I giudici della Corte Penale Internazionale dell’Aja hanno ordinato l’arresto internazionale per “crimini contro l’umanità per il leader libico Muammar Gheddafi, il figlio Seif al Islam e il capo dei servizi segreti Abdellah Senussi”. I magistrati dell’Aja si sono basati sulle 1200 pagine di prove raccolte dal procuratore Luis Moreno-Ocampo, il magistrato che ha chiesto l’arresto del colonnello. Il primo a darne notizia è stato il sito web dell’emittente tv al Arabiya. Tra le prove mostrate da Ocampo foto e registrazioni di testimoni e prigionieri torturati dagli uomini del regime del Colonnello. “Gheddafi deve essere arrestato per evitare che ci siano altri morti civili”, ha dichiarato il procuratore.

In sostanza nelle carte di Ocampo ci sarebbero prove solide per istruire un processo. L’inchiesta della Cpi era stata più volte sollecitata dal Consiglio di sicurezza dell’Onu ed era stata aperta il 3 marzo scorso. Il rais e i suoi accoliti dovranno essere arrestati se si recheranno in uno dei 116 Paesi che hanno sottoscritto il Trattato di Roma il 17 luglio 1988 costitutivo della Cpi. Nella città libica di Bengasi, il centro della rivolta antirais, la notizia della richiesta di arresto è stata da un’ovazione in strada. Ora il colonnello sembra avere le ore contate. La Farnesina ha accolto positivamente la decisione dei giudici dell’Aja. ”La pronuncia del tribunale internazionale sulle comprovate responsabilità di Gheddafi – si legge in una nota – legittima ulteriormente l’assoluta necessità e l’alto valore della missione umanitaria della Nato in libia, su mandato Onu, nel quadro della responsabilità di proteggere che spetta alla comunità internazionale nelle emergenze umanitarie provocate da atti di repressione di dittatori verso il proprio popolo”.

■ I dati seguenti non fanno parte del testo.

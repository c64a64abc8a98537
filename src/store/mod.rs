//! Document and dictionary store
//!
//! `Library` is the only owner of the collections. Every mutation writes the
//! whole affected collection back through the `BlobStore`; storage failures
//! are logged and never reach the caller. Refused input (blank titles,
//! unknown ids, empty ranges) leaves everything untouched and is reported as
//! `None` or `false`.

pub mod dictionary;
pub mod persistence;

pub use persistence::{BlobStore, LocalStorageBlobStore, MemoryBlobStore, PersistenceError};

use crate::config::Settings;
use crate::models::{Document, DictionaryEntry, DictionaryFolder, Highlight, HighlightColor, NewDocument};
use crate::text::{
    apply_highlight, clip_and_flatten, is_normalized_within, normalize_content, KeyInput, PageView, Pagination,
    TypingCursor,
};
use persistence::{load_collection, save_collection};

pub struct Library<S: BlobStore> {
    settings: Settings,
    pagination: Pagination,
    store: S,
    documents: Vec<Document>,
    dictionary: Vec<DictionaryEntry>,
    folders: Vec<DictionaryFolder>,
    active_document: Option<String>,
}

impl<S: BlobStore> Library<S> {
    /// Load all three collections from `store`
    pub fn load(store: S, settings: Settings) -> Self {
        let settings = settings.validated();
        let documents: Vec<Document> = load_collection(&store, &settings.documents_key);
        let dictionary = load_collection(&store, &settings.dictionary_key);
        let folders = load_collection(&store, &settings.folders_key);

        let mut library = Self {
            pagination: Pagination::new(settings.page_size),
            settings,
            store,
            documents,
            dictionary,
            folders,
            active_document: None,
        };
        library.repair_after_load();

        log::info!(
            "library loaded: {} documents, {} dictionary entries, {} folders",
            library.documents.len(),
            library.dictionary.len(),
            library.folders.len()
        );
        library
    }

    /// Bring loaded data back within the model invariants without writing it
    fn repair_after_load(&mut self) {
        for doc in &mut self.documents {
            let len = doc.char_len();
            if doc.cursor > len {
                log::warn!("document {}: stored cursor {} past end {}, clamping", doc.id, doc.cursor, len);
                doc.cursor = len;
            }
            if !is_normalized_within(&doc.highlights, len) {
                log::warn!("document {}: stored highlights not normalized, rebuilding", doc.id);
                doc.highlights = clip_and_flatten(&doc.highlights, len);
            }
        }

        let folders = &self.folders;
        for entry in &mut self.dictionary {
            let dangling = entry
                .folder_id
                .as_ref()
                .is_some_and(|id| !folders.iter().any(|f| &f.id == id));
            if dangling {
                log::warn!("dictionary entry {}: folder no longer exists, uncategorizing", entry.id);
                entry.folder_id = None;
            }
        }
    }

    pub fn settings(&self) -> &Settings {
        &self.settings
    }

    pub fn pagination(&self) -> Pagination {
        self.pagination
    }

    /// The persistence backend
    pub fn store(&self) -> &S {
        &self.store
    }

    // ------------------------------------------------------------------
    // Documents
    // ------------------------------------------------------------------

    /// All documents, newest first
    pub fn documents(&self) -> &[Document] {
        &self.documents
    }

    pub fn document(&self, id: &str) -> Option<&Document> {
        self.documents.iter().find(|d| d.id == id)
    }

    /// Create a document at the front of the library
    ///
    /// Blank title or content is refused.
    pub fn add_document(&mut self, new_document: NewDocument) -> Option<&Document> {
        if !new_document.is_valid() {
            log::debug!("add_document: refused blank title or content");
            return None;
        }

        let Some(content) = normalize_content(
            &new_document.content,
            self.settings.collapse_whitespace,
            new_document.repeat_count,
            self.settings.max_content_chars,
        ) else {
            log::debug!("add_document: refused content over {} chars", self.settings.max_content_chars);
            return None;
        };
        let document = Document::new(new_document.title, content, new_document.mode);
        log::info!(
            "add_document: {} '{}' ({} chars, {})",
            document.id,
            document.title,
            document.char_len(),
            document.mode.name()
        );

        self.documents.insert(0, document);
        self.persist_documents();
        self.documents.first()
    }

    /// Delete a document; closes it first if it is the active one
    pub fn remove_document(&mut self, id: &str) -> bool {
        let before = self.documents.len();
        self.documents.retain(|d| d.id != id);
        if self.documents.len() == before {
            return false;
        }

        if self.active_document.as_deref() == Some(id) {
            log::debug!("remove_document: {} was active, deactivating", id);
            self.active_document = None;
        }
        self.persist_documents();
        true
    }

    pub fn select_document(&mut self, id: &str) -> Option<&Document> {
        let index = self.documents.iter().position(|d| d.id == id)?;
        self.active_document = Some(id.to_string());
        self.documents.get(index)
    }

    pub fn active_document(&self) -> Option<&Document> {
        self.active_document.as_deref().and_then(|id| self.document(id))
    }

    pub fn active_document_id(&self) -> Option<&str> {
        self.active_document.as_deref()
    }

    pub fn deactivate(&mut self) {
        self.active_document = None;
    }

    /// Store a new typing position, clamped to the content length
    pub fn update_cursor(&mut self, id: &str, cursor: usize) -> Option<usize> {
        let doc = self.documents.iter_mut().find(|d| d.id == id)?;
        let cursor = cursor.min(doc.char_len());
        doc.cursor = cursor;
        log::debug!("update_cursor: {} -> {}", id, cursor);

        self.persist_documents();
        Some(cursor)
    }

    /// Replace a document's highlights wholesale
    ///
    /// Callers are expected to have produced `highlights` with
    /// [`apply_highlight`].
    pub fn update_highlights(&mut self, id: &str, highlights: Vec<Highlight>) -> bool {
        let Some(doc) = self.documents.iter_mut().find(|d| d.id == id) else {
            return false;
        };
        doc.highlights = highlights;

        self.persist_documents();
        true
    }

    /// Paint (`Some`) or erase (`None`) `[start, end)` in a study-mode document
    ///
    /// `end` is clamped to the content length; an empty range after clamping
    /// is refused.
    pub fn apply_highlight(
        &mut self,
        id: &str,
        start: usize,
        end: usize,
        color: Option<HighlightColor>,
    ) -> Option<&[Highlight]> {
        let doc = self.document(id)?;
        if !doc.mode.allows_highlights() {
            log::warn!("apply_highlight: document {} is not in study mode", id);
            return None;
        }

        let end = end.min(doc.char_len());
        if start >= end {
            log::debug!("apply_highlight: refused empty range {}..{}", start, end);
            return None;
        }

        let highlights = apply_highlight(&doc.highlights, start, end, color);
        self.update_highlights(id, highlights);
        self.document(id).map(|d| d.highlights.as_slice())
    }

    /// Feed one keystroke to the document's typing cursor
    ///
    /// Returns the new cursor when it moved; mismatches return `None`.
    pub fn type_key(&mut self, id: &str, input: KeyInput) -> Option<usize> {
        let doc = self.document(id)?;
        let mut cursor = TypingCursor::for_document(doc);
        let moved = cursor.handle_input(&doc.content, input)?;
        self.update_cursor(id, moved)
    }

    /// Jump to a one-based page; the page is clamped to the valid range
    pub fn jump_to_page(&mut self, id: &str, page: usize) -> Option<usize> {
        let doc = self.document(id)?;
        let len = doc.char_len();
        let mut cursor = TypingCursor::new(doc.cursor, len);
        let target = cursor.jump(self.pagination.jump_target(page, len));
        self.update_cursor(id, target)
    }

    pub fn page_view(&self, id: &str) -> Option<PageView> {
        self.document(id).map(|doc| self.pagination.view(doc))
    }

    // ------------------------------------------------------------------
    // Persistence
    // ------------------------------------------------------------------

    fn persist_documents(&mut self) {
        save_collection(&mut self.store, &self.settings.documents_key, &self.documents);
    }

    fn persist_dictionary(&mut self) {
        save_collection(&mut self.store, &self.settings.dictionary_key, &self.dictionary);
    }

    fn persist_folders(&mut self) {
        save_collection(&mut self.store, &self.settings.folders_key, &self.folders);
    }
}

#[cfg(test)]
mod tests {
    use super::*;
    use crate::models::DocumentMode;

    fn library() -> Library<MemoryBlobStore> {
        Library::load(MemoryBlobStore::new(), Settings::default())
    }

    fn add(library: &mut Library<MemoryBlobStore>, title: &str, content: &str, mode: DocumentMode) -> String {
        library
            .add_document(NewDocument::new(title, content, mode))
            .map(|d| d.id.clone())
            .unwrap()
    }

    #[test]
    fn test_add_prepends_and_persists() {
        let mut lib = library();
        let first = add(&mut lib, "One", "bir", DocumentMode::Plain);
        let second = add(&mut lib, "Two", "iki", DocumentMode::Plain);

        let ids: Vec<_> = lib.documents().iter().map(|d| d.id.clone()).collect();
        assert_eq!(ids, vec![second, first]);

        let saved = lib.store().get("murekkep_books").unwrap();
        let stored: Vec<Document> = serde_json::from_str(saved).unwrap();
        assert_eq!(stored.len(), 2);
    }

    #[test]
    fn test_add_refuses_blank_input() {
        let mut lib = library();
        assert!(lib.add_document(NewDocument::new(" ", "text", DocumentMode::Plain)).is_none());
        assert!(lib.add_document(NewDocument::new("Title", "\n ", DocumentMode::Plain)).is_none());
        assert!(lib.documents().is_empty());
        assert!(lib.store().get("murekkep_books").is_none());
    }

    #[test]
    fn test_add_normalizes_content() {
        let mut lib = library();
        let doc = lib
            .add_document(NewDocument::new("T", " a\n b ", DocumentMode::Plain).with_repeat_count(2))
            .unwrap();
        assert_eq!(doc.content, "a b a b");
        assert_eq!(doc.cursor, 0);
    }

    #[test]
    fn test_add_refuses_oversized_repeat() {
        let settings = Settings {
            max_content_chars: 10,
            ..Settings::default()
        };
        let mut lib = Library::load(MemoryBlobStore::new(), settings);

        let huge = NewDocument::new("T", "ab", DocumentMode::Plain).with_repeat_count(usize::MAX / 2);
        assert!(lib.add_document(huge).is_none());
        let too_long = NewDocument::new("T", "ab", DocumentMode::Plain).with_repeat_count(4);
        assert!(lib.add_document(too_long).is_none());
        assert!(lib.documents().is_empty());
        assert!(lib.store().get("murekkep_books").is_none());

        let fits = NewDocument::new("T", "ab", DocumentMode::Plain).with_repeat_count(3);
        assert_eq!(lib.add_document(fits).unwrap().content, "ab ab ab");
    }

    #[test]
    fn test_remove_active_document_deactivates() {
        let mut lib = library();
        let id = add(&mut lib, "T", "abc", DocumentMode::Plain);
        let other = add(&mut lib, "U", "def", DocumentMode::Plain);

        lib.select_document(&id).unwrap();
        assert!(lib.remove_document(&other));
        assert_eq!(lib.active_document_id(), Some(id.as_str()));

        assert!(lib.remove_document(&id));
        assert!(lib.active_document().is_none());
        assert!(!lib.remove_document(&id));
    }

    #[test]
    fn test_update_cursor_clamps() {
        let mut lib = library();
        let id = add(&mut lib, "T", "abc", DocumentMode::Plain);
        assert_eq!(lib.update_cursor(&id, 2), Some(2));
        assert_eq!(lib.update_cursor(&id, 50), Some(3));
        assert_eq!(lib.update_cursor("missing", 1), None);
    }

    #[test]
    fn test_type_key_persists_every_move() {
        let mut lib = library();
        let id = add(&mut lib, "T", "abc", DocumentMode::Plain);

        assert_eq!(lib.type_key(&id, KeyInput::Char('a')), Some(1));
        let saved: Vec<Document> = serde_json::from_str(lib.store().get("murekkep_books").unwrap()).unwrap();
        assert_eq!(saved[0].cursor, 1);

        assert_eq!(lib.type_key(&id, KeyInput::Char('x')), None);
        assert_eq!(lib.document(&id).unwrap().cursor, 1);
    }

    #[test]
    fn test_apply_highlight_requires_study_mode() {
        let mut lib = library();
        let plain = add(&mut lib, "P", "abcdef", DocumentMode::Plain);
        let study = add(&mut lib, "S", "abcdef", DocumentMode::Study);

        assert!(lib.apply_highlight(&plain, 0, 3, Some(HighlightColor::Red)).is_none());

        let highlights = lib.apply_highlight(&study, 2, 99, Some(HighlightColor::Red)).unwrap();
        assert_eq!(highlights, &[Highlight::new(2, 6, HighlightColor::Red)]);

        assert!(lib.apply_highlight(&study, 6, 99, None).is_none());
    }

    #[test]
    fn test_load_repairs_bad_stored_state() {
        let books = r#"[{
            "id": "b1", "title": "T", "content": "abcdef", "progressIndex": 40,
            "createdAt": 1, "mode": "study",
            "highlights": [
                {"start": 3, "end": 6, "color": "blue"},
                {"start": 0, "end": 4, "color": "red"}
            ]
        }]"#;
        let store = MemoryBlobStore::new().with_blob("murekkep_books", books);
        let lib = Library::load(store, Settings::default());

        let doc = lib.document("b1").unwrap();
        assert_eq!(doc.cursor, 6);
        assert!(crate::text::is_normalized(&doc.highlights));
        assert_eq!(
            doc.highlights,
            vec![
                Highlight::new(0, 4, HighlightColor::Red),
                Highlight::new(4, 6, HighlightColor::Blue),
            ]
        );
    }

    #[test]
    fn test_load_clips_highlights_past_the_end() {
        let books = r#"[{
            "id": "b1", "title": "T", "content": "abc", "createdAt": 1, "mode": "study",
            "highlights": [
                {"start": 1, "end": 50, "color": "red"},
                {"start": 60, "end": 70, "color": "blue"}
            ]
        }]"#;
        let store = MemoryBlobStore::new().with_blob("murekkep_books", books);
        let lib = Library::load(store, Settings::default());

        let doc = lib.document("b1").unwrap();
        assert_eq!(doc.highlights, vec![Highlight::new(1, 3, HighlightColor::Red)]);
    }
}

Il ministro degli esteri Franco Frattini, che aveva auspicato la decisione della Cpi, ha dichiarato: “Era quello che mi aspettavo. I crimini contro l’umanità sono evidenti, questo rende ancora più urgente trovare una soluzione politica che senza Gheddafi al potere restituisca alla Libia una prospettiva di sviluppo”, e ancora “questo provvedimento rende chiaro a tutta la comunità internazionale che Gheddafi ormai può essere soltanto arrestato a meno che non si rifugi in un paese che non ha sottoscritto lo statuto di Roma”. Poi sulla missione in Libia che vede impegnato anche il nostro paese aggiunge: “Siamo assolutamente convinti che la nostra missione militare è strumentale a proteggere i civili, ma quello che noi vogliamo è la pace in tempi rapidi”.

Intanto sul fronte di guerra, il conflitto libico entra oggi nel centesimo giorno di operazioni. Prosegue l’avanzata proprio degli insorti del Cnt di Bengasi verso Tripoli. Scontri si sono registrati tra le milizie dei ribelli e le truppe dei lealisti a circa 80 chilometri a sud ovest della capitale.